Prolonged inflammation, or chronic inflammation, leads to a change in the type of cells at the site of inflammation. There is a simultaneous destruction and healing of the tissue from the inflammatory process because your body is attempting everything possible to remove the harmful stimuli.
Tendinitis, or inflammation of a tendon, should be reserved for tendon injuries that involve larger-scale acute injuries accompanied by inflammation (common ones include achilles tendinitis, patellar tendinitis). Tendinitis injuries are common in the arms and legs (including the rotator cuff attachments for all of you shoulder pain athletes), and are less common in the midsection. Research has shown that there may not be an actual “inflammation” of the tendon and therefore a better term would be tendinosis, which is damage at the cellular level caused by microtears in the connective tissue in and around the tendon. Characteristics of tendinosis include degenerative changes in the collagenous matrix, hypercellularity, hypervascularity, and a lack of inflammatory cells. Symptoms vary from aches or pains and local joint stiffness, to a burning that surrounds the whole joint. With this condition, the pain is usually worse during and after activity, and the tendon and joint area can become stiff the following day as muscles tighten from the movement of the tendon. Tendons are very slow to heal if injured. Partial tears heal by the rapid production of disorganized type-III collagen, which is weaker than a normal tendon. Recurrence of injury in the damaged region of tendon is common (give it time to heal). Treatment of tendon injuries is usually conservative (physical therapy, rest and gradual return to exercise). Resting assists in the prevention of further damage to the tendon. Ice/heat, compression and elevation are also frequently recommended. Initial recovery is typically within 2 to 3 days and full recovery is within 4 to 6 weeks.

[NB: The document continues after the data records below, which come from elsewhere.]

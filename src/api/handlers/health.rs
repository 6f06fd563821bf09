//! Handler for health check endpoint.

use axum::{Json, extract::State, http::StatusCode};

use crate::api::dto::health::{CheckStatus, HealthChecks, HealthResponse};
use crate::domain::url_monitor::MonitorState;
use crate::state::AppState;

/// Returns service health status with component checks.
///
/// # Endpoint
///
/// `GET /health`
///
/// # Response Codes
///
/// - **200 OK**: All components healthy
/// - **503 Service Unavailable**: One or more components degraded
///
/// # Components Checked
///
/// 1. **Database**: Round trip through the link repository
/// 2. **Click Queue**: Open, with capacity and current depth
/// 3. **Monitor**: Background URL monitor is running
///
/// # Response
///
/// ```json
/// {
///   "status": "healthy",
///   "version": "0.2.0",
///   "checks": {
///     "database": { "status": "ok", "message": "Connected" },
///     "click_queue": { "status": "ok", "message": "Queued 3 of 1000" },
///     "monitor": { "status": "ok", "message": "running" }
///   }
/// }
/// ```
pub async fn health_handler(
    State(state): State<AppState>,
) -> Result<Json<HealthResponse>, (StatusCode, Json<HealthResponse>)> {
    let database = check_database(&state).await;
    let click_queue = check_click_queue(&state);
    let monitor = check_monitor(&state);

    let all_healthy = database.is_ok() && click_queue.is_ok() && monitor.is_ok();

    let response = HealthResponse {
        status: if all_healthy { "healthy" } else { "degraded" }.to_string(),
        version: env!("CARGO_PKG_VERSION").to_string(),
        checks: HealthChecks {
            database,
            click_queue,
            monitor,
        },
    };

    if all_healthy {
        Ok(Json(response))
    } else {
        Err((StatusCode::SERVICE_UNAVAILABLE, Json(response)))
    }
}

async fn check_database(state: &AppState) -> CheckStatus {
    match state.links.ping().await {
        Ok(()) => CheckStatus::ok("Connected"),
        Err(e) => CheckStatus::error(format!("Database error: {}", e)),
    }
}

/// Checks if the click tracking queue still accepts events.
fn check_click_queue(state: &AppState) -> CheckStatus {
    let channel = &state.click_channel;
    if channel.is_closed() {
        CheckStatus::error("Click queue is closed")
    } else {
        CheckStatus::ok(format!(
            "Queued {} of {}",
            channel.len(),
            channel.capacity()
        ))
    }
}

fn check_monitor(state: &AppState) -> CheckStatus {
    let current = *state.monitor_state.borrow();
    let label = match current {
        MonitorState::Idle => "idle",
        MonitorState::Running => "running",
        MonitorState::Cancelling => "cancelling",
        MonitorState::Stopped => "stopped",
    };

    if current == MonitorState::Running {
        CheckStatus::ok(label)
    } else {
        CheckStatus::error(label)
    }
}
//! Repository trait definitions for the domain layer.
//!
//! These traits are the narrow interfaces the click pipeline, the URL monitor and
//! the HTTP handlers use to reach storage. Implementations live in
//! `crate::infrastructure::persistence`; mock implementations are generated with
//! `mockall` for unit tests.
//!
//! # Available Repositories
//!
//! - [`LinkRepository`] - Link lookup, listing and health updates
//! - [`ClickRepository`] - Atomic click counters

pub mod click_repository;
pub mod link_repository;

pub use click_repository::ClickRepository;
pub use link_repository::LinkRepository;

#[cfg(test)]
pub use click_repository::MockClickRepository;
#[cfg(test)]
pub use link_repository::MockLinkRepository;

It is thought that tendinosis is NOT due to an inflammatory disorder; therefore, NSAIDs would be non effective. Research has shown that steroid injections have not been shown to have long term benefits. If it is NOT an inflammatory issue, then a mild pain reliever would be just as effective in reducing pain and allowing an injury to heal as steroids and NSAIDs. Instead of medication, Vitamin E has been found to increase the activity of fibroblasts, leading to increased collagen fibrils and synthesis, which seems to speed up the regeneration and increase the regenerative capacity of tendons. Soft Tissue Mobilization (manual therapy) has been shown to speed the healing of tendons by increasing fibroblast activity, also. One case study showed STM resulting in full recovery of an athlete suffering from chronic ankle pain and fibrosis, after an unsuccessful course of surgery. The most conservative and perhaps most successful treatment is eccentric strengthening which aids in remodeling damaged tendon tissues.
Eccentric strengthening focuses on slowing down the lengthening phase of the muscle process (action of lowering the dumbbell in a bicep curl, slowly) in order to challenge the muscles, which leads to stronger muscles, faster muscle repair and increasing metabolic rate. Eccentric movement provides a braking mechanism for muscle and tendon groups that are experiencing concentric movement (shortening) to protect joints from damage as the contraction is released (protecting joints in the down phase of a pull up, setting down heavy groceries without breaking the eggs, etc). Eccentric training is good for casual and high performance athletes, patients looking to rehabilitate certain muscles and tendons, and the elderly.